Wolters Kluwer’s annual regulatory and risk management indicator showed that risk and compliance concerns dropped by 18 percent from 2017 to 2018. However, Wolters Kluwer Senior Adviser Tim Burniston points out that nearly two-thirds of survey respondents still rank their concern levels as high. “The level of concern is still way up there.”

Sometimes bank management teams and boards of directors—not always in the weeds of regulatory compliance—can be where the disconnect is, observers say. “You’ve got a board composition that may lack either the expertise or capacity, the capability or the skill sets to exercise appropriate oversight and they’re trying to exercise that oversight in a regulatory environment where they have been lulled into a false sense of security by this word ‘deregulation,’ which isn’t really true,” says Pam Perdue, EVP and chief regulatory officer at Continuity. “We’re going to see the highest volume of regulatory activity in 2018 than we have ever seen numerically.”

Some compliance officers are feeling a pinch from above. Richard Harvey is a former community bank compliance officer who now serves as general counsel for a cryptocurrency firm. With the change in administration, he says, “no one should be surprised that folks on the boards of directors and in executive management thought that we’re not going to have to have as much of a robust compliance function as we have had in the past.”

With national media talking about financial deregulation, he says, “they look at the headlines.” Harvey’s management team asked him “Why isn’t this a good time for us to scale back on our compliance staffing? Can’t we reduce the number of FTEs within the compliance function?”

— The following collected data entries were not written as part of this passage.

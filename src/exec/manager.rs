// src/exec/manager.rs

//! Building process descriptors.
//!
//! `ProcessManager` is the single place that decides how a process is set
//! up (redirection, working directory); a `ProcessEnvironment` strategy
//! adjusts the environment, so tests and embedders can swap it out.

use std::collections::BTreeMap;
use std::fmt::Debug;
use std::path::{Path, PathBuf};
use std::sync::Arc;

use tracing::debug;

use crate::errors::Result;
use crate::exec::descriptor::ProcessDescriptor;
use crate::exec::process_node::ProcessNode;
use crate::output::OutputProcessor;

pub trait ProcessEnvironment: Send + Sync + Debug {
    fn configure(&self, descriptor: &mut ProcessDescriptor, working_directory: Option<&Path>);
}

/// Leaves the inherited environment untouched.
#[derive(Debug, Default, Clone)]
pub struct InheritedEnvironment;

impl ProcessEnvironment for InheritedEnvironment {
    fn configure(&self, descriptor: &mut ProcessDescriptor, working_directory: Option<&Path>) {
        if let Some(dir) = working_directory {
            descriptor.working_directory = Some(dir.to_path_buf());
        }
    }
}

/// Applies a fixed set of environment overrides.
#[derive(Debug, Default, Clone)]
pub struct StaticEnvironment {
    vars: BTreeMap<String, String>,
}

impl StaticEnvironment {
    pub fn new() -> Self {
        Self::default()
    }

    pub fn var(mut self, key: impl Into<String>, value: impl Into<String>) -> Self {
        self.vars.insert(key.into(), value.into());
        self
    }
}

impl ProcessEnvironment for StaticEnvironment {
    fn configure(&self, descriptor: &mut ProcessDescriptor, working_directory: Option<&Path>) {
        InheritedEnvironment.configure(descriptor, working_directory);
        for (key, value) in &self.vars {
            descriptor
                .environment
                .entry(key.clone())
                .or_insert_with(|| value.clone());
        }
    }
}

#[derive(Debug, Clone)]
pub struct ProcessManager {
    environment: Arc<dyn ProcessEnvironment>,
    default_working_directory: Option<PathBuf>,
}

impl Default for ProcessManager {
    fn default() -> Self {
        Self::new(InheritedEnvironment)
    }
}

impl ProcessManager {
    pub fn new(environment: impl ProcessEnvironment + 'static) -> Self {
        Self {
            environment: Arc::new(environment),
            default_working_directory: None,
        }
    }

    pub fn with_working_directory(mut self, dir: impl Into<PathBuf>) -> Self {
        self.default_working_directory = Some(dir.into());
        self
    }

    /// Descriptor with stdout and stderr redirected and stdin closed.
    pub fn configure(
        &self,
        executable: &str,
        arguments: &str,
        working_directory: Option<&Path>,
    ) -> Result<ProcessDescriptor> {
        let mut descriptor = ProcessDescriptor::new(executable, arguments)?;
        let dir = working_directory.or(self.default_working_directory.as_deref());
        self.environment.configure(&mut descriptor, dir);
        debug!(
            executable,
            args = %descriptor.argument_string(),
            cwd = ?descriptor.working_directory,
            "process configured"
        );
        Ok(descriptor)
    }

    /// Build a descriptor and attach it to `node`.
    pub fn configure_node<P: OutputProcessor>(
        &self,
        node: &ProcessNode<P>,
        executable: &str,
        arguments: &str,
        working_directory: Option<&Path>,
    ) -> Result<()> {
        let descriptor = self.configure(executable, arguments, working_directory)?;
        node.configure(descriptor)?;
        Ok(())
    }
}
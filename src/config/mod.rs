// src/config/mod.rs

//! Scheduler configuration.
//!
//! Responsibilities:
//! - Define the TOML-backed data model (`model.rs`).
//! - Load a config file from disk (`loader.rs`).
//! - Validate executor sizing and timing values (`validate.rs`).

pub mod loader;
pub mod model;
pub mod validate;

pub use loader::{load_and_validate, load_from_path, load_from_str};
pub use model::{ProcessSection, RawSchedulerConfig, SchedulerConfig, SchedulerSection};
pub use validate::validate_config;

Regulatory relief: still a job for compliance risk management

However, Carrie Connell, a senior manager at Porter Keadle Moore, points out that even beneficial regulatory calibration still requires careful attention by compliance risk managers. “I’m sure if you talk to any compliance officer right now, they’re just trying to keep their head above water with the changes that are constantly occurring,” she notes. “One change has this huge effect: changing in systems, changing in policies and procedures.”

In fact, financial regulatory reforms made over the past five decades have rarely resulted in fewer regulations. Stephen Matteo Miller, a senior research fellow at the Mercatus Center at George Mason University, recently analyzed words like “shall,” “must,” “may not,” “required” and “prohibited” that create requirements or restrictions in the Code of Federal Regulations. Since 1970, these terms—which are the ones that catch the eye of compliance officers—have risen each year on average 1.4 percent for the OCC, 2.5 percent for the Fed, and 2.6 percent for the FDIC. “If anything, the results here suggest that rather than deregulation, there’s been an increase in regulatory complexity,” writes Miller.

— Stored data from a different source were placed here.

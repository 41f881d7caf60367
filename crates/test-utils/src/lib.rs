pub mod builders;
pub mod capture;
pub mod recorder;

use std::sync::Once;
use std::time::{Duration, Instant};

use tracing_subscriber::{EnvFilter, fmt};

pub use builders::{SchedulerConfigBuilder, shell, test_scheduler};
pub use capture::{LogCapture, init_log_capture};
pub use recorder::Recorder;

static INIT: Once = Once::new();

/// Initialise tracing for tests.
///
/// - Uses `with_test_writer()`, so logs are captured per-test.
/// - The Rust test harness only prints captured output for **failing** tests
///   (unless you run with `-- --nocapture`).
///
/// Enable levels with e.g.:
/// `RUST_LOG=taskchain=debug cargo test`
pub fn init_tracing() {
    INIT.call_once(|| {
        let filter =
            EnvFilter::try_from_default_env().unwrap_or_else(|_| EnvFilter::new("info"));

        fmt()
            .with_env_filter(filter)
            .with_test_writer() // print only for failing tests unless --nocapture
            .with_target(true)
            .with_thread_names(true)
            .init();
    });
}

/// Poll `condition` until it holds, panicking after 5 seconds.
pub fn wait_until<F>(what: &str, mut condition: F)
where
    F: FnMut() -> bool,
{
    let deadline = Instant::now() + Duration::from_secs(5);
    while !condition() {
        assert!(
            Instant::now() < deadline,
            "timed out after 5 seconds waiting for {what}"
        );
        std::thread::sleep(Duration::from_millis(5));
    }
}
// src/exec/process_node.rs

use std::fmt;
use std::sync::{Arc, Mutex, OnceLock};

use crate::engine::Scheduler;
use crate::errors::{Result, TaskError};
use crate::exec::descriptor::ProcessDescriptor;
use crate::exec::runner;
use crate::node::TaskNode;
use crate::node::inner::{Body, NodeKind, Output, RunContext};
use crate::output::{OutputProcessor, ProcessorHandle, StringOutputProcessor};
use crate::sync::lock;
use crate::types::{Affinity, NodeState};

type ErrorDataCallback = Arc<dyn Fn(&str) + Send + Sync>;

/// Per-process state shared between the node handle and the runner.
pub(crate) struct ProcessState<P: OutputProcessor> {
    descriptor: Mutex<Option<ProcessDescriptor>>,
    processor: ProcessorHandle<P>,
    errors: Mutex<Vec<String>>,
    exit_code: OnceLock<i32>,
    process_id: OnceLock<u32>,
    error_data: Mutex<Vec<ErrorDataCallback>>,
}

impl<P: OutputProcessor> ProcessState<P> {
    fn new(processor: P) -> Self {
        Self {
            descriptor: Mutex::new(None),
            processor: ProcessorHandle::new(processor),
            errors: Mutex::new(Vec::new()),
            exit_code: OnceLock::new(),
            process_id: OnceLock::new(),
            error_data: Mutex::new(Vec::new()),
        }
    }

    pub(crate) fn descriptor(&self) -> Result<ProcessDescriptor> {
        lock(&self.descriptor)
            .clone()
            .ok_or_else(|| TaskError::Configuration("process node was never configured".to_string()))
    }

    pub(crate) fn processor(&self) -> &ProcessorHandle<P> {
        &self.processor
    }

    pub(crate) fn push_error_line(&self, line: String) {
        lock(&self.errors).push(line);
    }

    pub(crate) fn errors(&self) -> Vec<String> {
        lock(&self.errors).clone()
    }

    pub(crate) fn set_exit_code(&self, code: i32) {
        let _ = self.exit_code.set(code);
    }

    pub(crate) fn set_process_id(&self, pid: u32) {
        let _ = self.process_id.set(pid);
    }

    pub(crate) fn raise_error_data(&self, message: &str) {
        let callbacks = lock(&self.error_data).clone();
        for callback in callbacks {
            callback(message);
        }
    }
}

/// A task node whose work is an external process.
///
/// Stdout is fed line by line into the output processor `P`, whose result
/// becomes the node's result when the process exits with code 0. A nonzero
/// exit faults the node with [`TaskError::ProcessExit`], whose message is the
/// captured stderr.
///
/// ```no_run
/// use taskchain::{Affinity, ProcessDescriptor, ProcessNode, Scheduler};
///
/// let scheduler = Scheduler::with_defaults()?;
/// let node = ProcessNode::text(&scheduler, "git version", Affinity::Parallel);
/// node.configure(ProcessDescriptor::new("git", "--version")?)?;
/// node.node().start()?;
/// println!("{}", node.node().result()?);
/// # Ok::<(), taskchain::TaskError>(())
/// ```
pub struct ProcessNode<P: OutputProcessor> {
    node: TaskNode<P::Output>,
    process: Arc<ProcessState<P>>,
}

impl<P: OutputProcessor> Clone for ProcessNode<P> {
    fn clone(&self) -> Self {
        Self {
            node: self.node.clone(),
            process: Arc::clone(&self.process),
        }
    }
}

impl<P: OutputProcessor> fmt::Debug for ProcessNode<P> {
    fn fmt(&self, f: &mut fmt::Formatter<'_>) -> fmt::Result {
        f.debug_struct("ProcessNode")
            .field("node", &self.node)
            .field("descriptor", &*lock(&self.process.descriptor))
            .field("exit_code", &self.exit_code())
            .finish()
    }
}

impl ProcessNode<StringOutputProcessor> {
    /// Process node whose result is its whole stdout.
    pub fn text(scheduler: &Scheduler, name: impl Into<String>, affinity: Affinity) -> Self {
        Self::new(scheduler, name, affinity, StringOutputProcessor::new())
    }
}

impl<P: OutputProcessor> ProcessNode<P> {
    pub fn new(
        scheduler: &Scheduler,
        name: impl Into<String>,
        affinity: Affinity,
        processor: P,
    ) -> Self {
        let name = name.into();
        let process = Arc::new(ProcessState::new(processor));

        let runner_state = Arc::clone(&process);
        let body: Body = Box::new(move |ctx: RunContext| {
            let output = runner::run_blocking(&runner_state, ctx)?;
            Ok(Arc::new(output) as Output)
        });
        let node = TaskNode::<P::Output>::build(
            scheduler,
            name.clone(),
            affinity,
            NodeKind::Task,
            None,
            body,
        );

        let check_state = Arc::clone(&process);
        node.core().set_preflight(Box::new(move || {
            check_state.descriptor().map(|_| ()).map_err(|_| {
                TaskError::Configuration(format!(
                    "process node '{name}' must be configured before it is started"
                ))
            })
        }));

        Self { node, process }
    }

    /// Attach the process descriptor. Only allowed before the node starts.
    pub fn configure(&self, descriptor: ProcessDescriptor) -> Result<&Self> {
        let state = self.node.state();
        if state != NodeState::Created {
            return Err(TaskError::InvalidState {
                task: self.node.name().to_string(),
                state,
            });
        }
        *lock(&self.process.descriptor) = Some(descriptor);
        Ok(self)
    }

    /// Call `callback` for each entry the output processor produces, while
    /// the process is still running.
    pub fn on_data<F>(&self, callback: F) -> &Self
    where
        F: Fn(&P::Entry) + Send + Sync + 'static,
    {
        self.process.processor.subscribe(callback);
        self
    }

    /// Call `callback` with the diagnostic message if the process cannot be
    /// spawned.
    pub fn on_error_data<F>(&self, callback: F) -> &Self
    where
        F: Fn(&str) + Send + Sync + 'static,
    {
        lock(&self.process.error_data).push(Arc::new(callback));
        self
    }

    pub fn node(&self) -> &TaskNode<P::Output> {
        &self.node
    }

    pub fn into_node(self) -> TaskNode<P::Output> {
        self.node
    }

    pub fn exit_code(&self) -> Option<i32> {
        self.process.exit_code.get().copied()
    }

    pub fn process_id(&self) -> Option<u32> {
        self.process.process_id.get().copied()
    }

    /// Captured stderr lines, in arrival order.
    pub fn errors(&self) -> Vec<String> {
        self.process.errors()
    }

    pub fn process_name(&self) -> Option<String> {
        lock(&self.process.descriptor)
            .as_ref()
            .map(|d| d.executable.clone())
    }

    pub fn process_arguments(&self) -> Option<String> {
        lock(&self.process.descriptor)
            .as_ref()
            .map(|d| d.argument_string())
    }

    /// Completed with exit code 0.
    pub fn is_successful(&self) -> bool {
        self.node.is_successful() && self.exit_code() == Some(0)
    }
}

impl<P: OutputProcessor> From<ProcessNode<P>> for TaskNode<P::Output> {
    fn from(node: ProcessNode<P>) -> Self {
        node.node
    }
}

It’s also important for compliance and risk professionals to provide education that counters the false “deregulation” narrative, experts say. “The bank needs to push that information and put it in front of their board and their executive team members so that they are constantly getting that education on top of internal resources that they bring in to educate the board,” says Dave Daniel, VP at Banc Intranets.

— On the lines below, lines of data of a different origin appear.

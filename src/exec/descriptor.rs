// src/exec/descriptor.rs

//! What to spawn, and how.

use std::collections::BTreeMap;
use std::path::PathBuf;
use std::process::Stdio;

use tokio::process::Command;

use crate::errors::{Result, TaskError};

/// Everything needed to spawn a child process.
///
/// Streams that are not redirected are inherited (stdout/stderr) or closed
/// (stdin).
#[derive(Debug, Clone, PartialEq, Eq)]
pub struct ProcessDescriptor {
    pub executable: String,
    pub arguments: Vec<String>,
    pub working_directory: Option<PathBuf>,
    /// Overrides applied on top of the inherited environment.
    pub environment: BTreeMap<String, String>,
    pub redirect_stdout: bool,
    pub redirect_stderr: bool,
    pub redirect_stdin: bool,
    /// Written to stdin (when redirected) before it is closed.
    pub stdin: Option<String>,
}

impl ProcessDescriptor {
    /// Descriptor from an argument string, with stdout and stderr redirected.
    pub fn new(executable: impl Into<String>, arguments: &str) -> Result<Self> {
        Ok(Self::from_args(executable, split_arguments(arguments)?))
    }

    pub fn from_args<I, S>(executable: impl Into<String>, arguments: I) -> Self
    where
        I: IntoIterator<Item = S>,
        S: Into<String>,
    {
        Self {
            executable: executable.into(),
            arguments: arguments.into_iter().map(Into::into).collect(),
            working_directory: None,
            environment: BTreeMap::new(),
            redirect_stdout: true,
            redirect_stderr: true,
            redirect_stdin: false,
            stdin: None,
        }
    }

    pub fn working_directory(mut self, dir: impl Into<PathBuf>) -> Self {
        self.working_directory = Some(dir.into());
        self
    }

    pub fn env(mut self, key: impl Into<String>, value: impl Into<String>) -> Self {
        self.environment.insert(key.into(), value.into());
        self
    }

    pub fn redirect(mut self, stdout: bool, stderr: bool) -> Self {
        self.redirect_stdout = stdout;
        self.redirect_stderr = stderr;
        self
    }

    /// Redirect stdin and feed it `input`.
    pub fn stdin(mut self, input: impl Into<String>) -> Self {
        self.redirect_stdin = true;
        self.stdin = Some(input.into());
        self
    }

    /// Arguments joined back into one string, quoting where needed.
    pub fn argument_string(&self) -> String {
        self.arguments
            .iter()
            .map(|arg| quote_argument(arg))
            .collect::<Vec<_>>()
            .join(" ")
    }

    pub(crate) fn to_command(&self, kill_on_drop: bool) -> Command {
        let mut cmd = Command::new(&self.executable);
        cmd.args(&self.arguments).envs(&self.environment);
        if let Some(dir) = &self.working_directory {
            cmd.current_dir(dir);
        }
        cmd.stdin(if self.redirect_stdin {
            Stdio::piped()
        } else {
            Stdio::null()
        });
        cmd.stdout(if self.redirect_stdout {
            Stdio::piped()
        } else {
            Stdio::inherit()
        });
        cmd.stderr(if self.redirect_stderr {
            Stdio::piped()
        } else {
            Stdio::inherit()
        });
        cmd.kill_on_drop(kill_on_drop);
        cmd
    }
}

/// Split an argument string the way a POSIX shell would for plain words:
/// whitespace separates arguments, single quotes are literal, and inside
/// double quotes `\"` and `\\` are escapes. No expansion of any kind.
pub fn split_arguments(input: &str) -> Result<Vec<String>> {
    let mut args = Vec::new();
    let mut current = String::new();
    let mut in_word = false;
    let mut quote: Option<char> = None;
    let mut chars = input.chars().peekable();

    while let Some(c) = chars.next() {
        match quote {
            Some('\'') => {
                if c == '\'' {
                    quote = None;
                } else {
                    current.push(c);
                }
            }
            Some(_) => match c {
                '"' => quote = None,
                '\\' => match chars.peek() {
                    Some(&next) if next == '"' || next == '\\' => {
                        current.push(next);
                        chars.next();
                    }
                    _ => current.push('\\'),
                },
                _ => current.push(c),
            },
            None => match c {
                '\'' | '"' => {
                    quote = Some(c);
                    in_word = true;
                }
                c if c.is_whitespace() => {
                    if in_word {
                        args.push(std::mem::take(&mut current));
                        in_word = false;
                    }
                }
                _ => {
                    current.push(c);
                    in_word = true;
                }
            },
        }
    }

    if let Some(q) = quote {
        return Err(TaskError::Configuration(format!(
            "unterminated {q} quote in arguments: {input}"
        )));
    }
    if in_word {
        args.push(current);
    }
    Ok(args)
}

fn quote_argument(arg: &str) -> String {
    if !arg.is_empty() && !arg.chars().any(|c| c.is_whitespace() || c == '"' || c == '\'') {
        return arg.to_string();
    }
    let escaped = arg.replace('\\', "\\\\").replace('"', "\\\"");
    format!("\"{escaped}\"")
}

And an educated board needs to turn that right back around, adds Faith Wray, a senior risk and compliance consultant at ProfitStars. “They really have to start asking questions and hold management’s feet to the fire to understand what the risks are and how they’re being mitigated,” she says.

Ultimately, recalibration in regulation may streamline some cumbersome operations or remove some illogical impediments to growth—but it’s not intended for banks to scale back their compliance risk management efforts. “That should have no significant bearing on whatever you develop [in]a compliance infrastructure to support the business model you have established and want to maintain,” says Richard Harvey. “Your compliance infrastructure should be as dynamic as your bank.”

Burniston agrees. “This is not the time to take your foot off the pedal,” he says. “If the industry isn’t able to stay on top of what’s out there, the likelihood that they’ll end up with more responsibilities becomes higher.”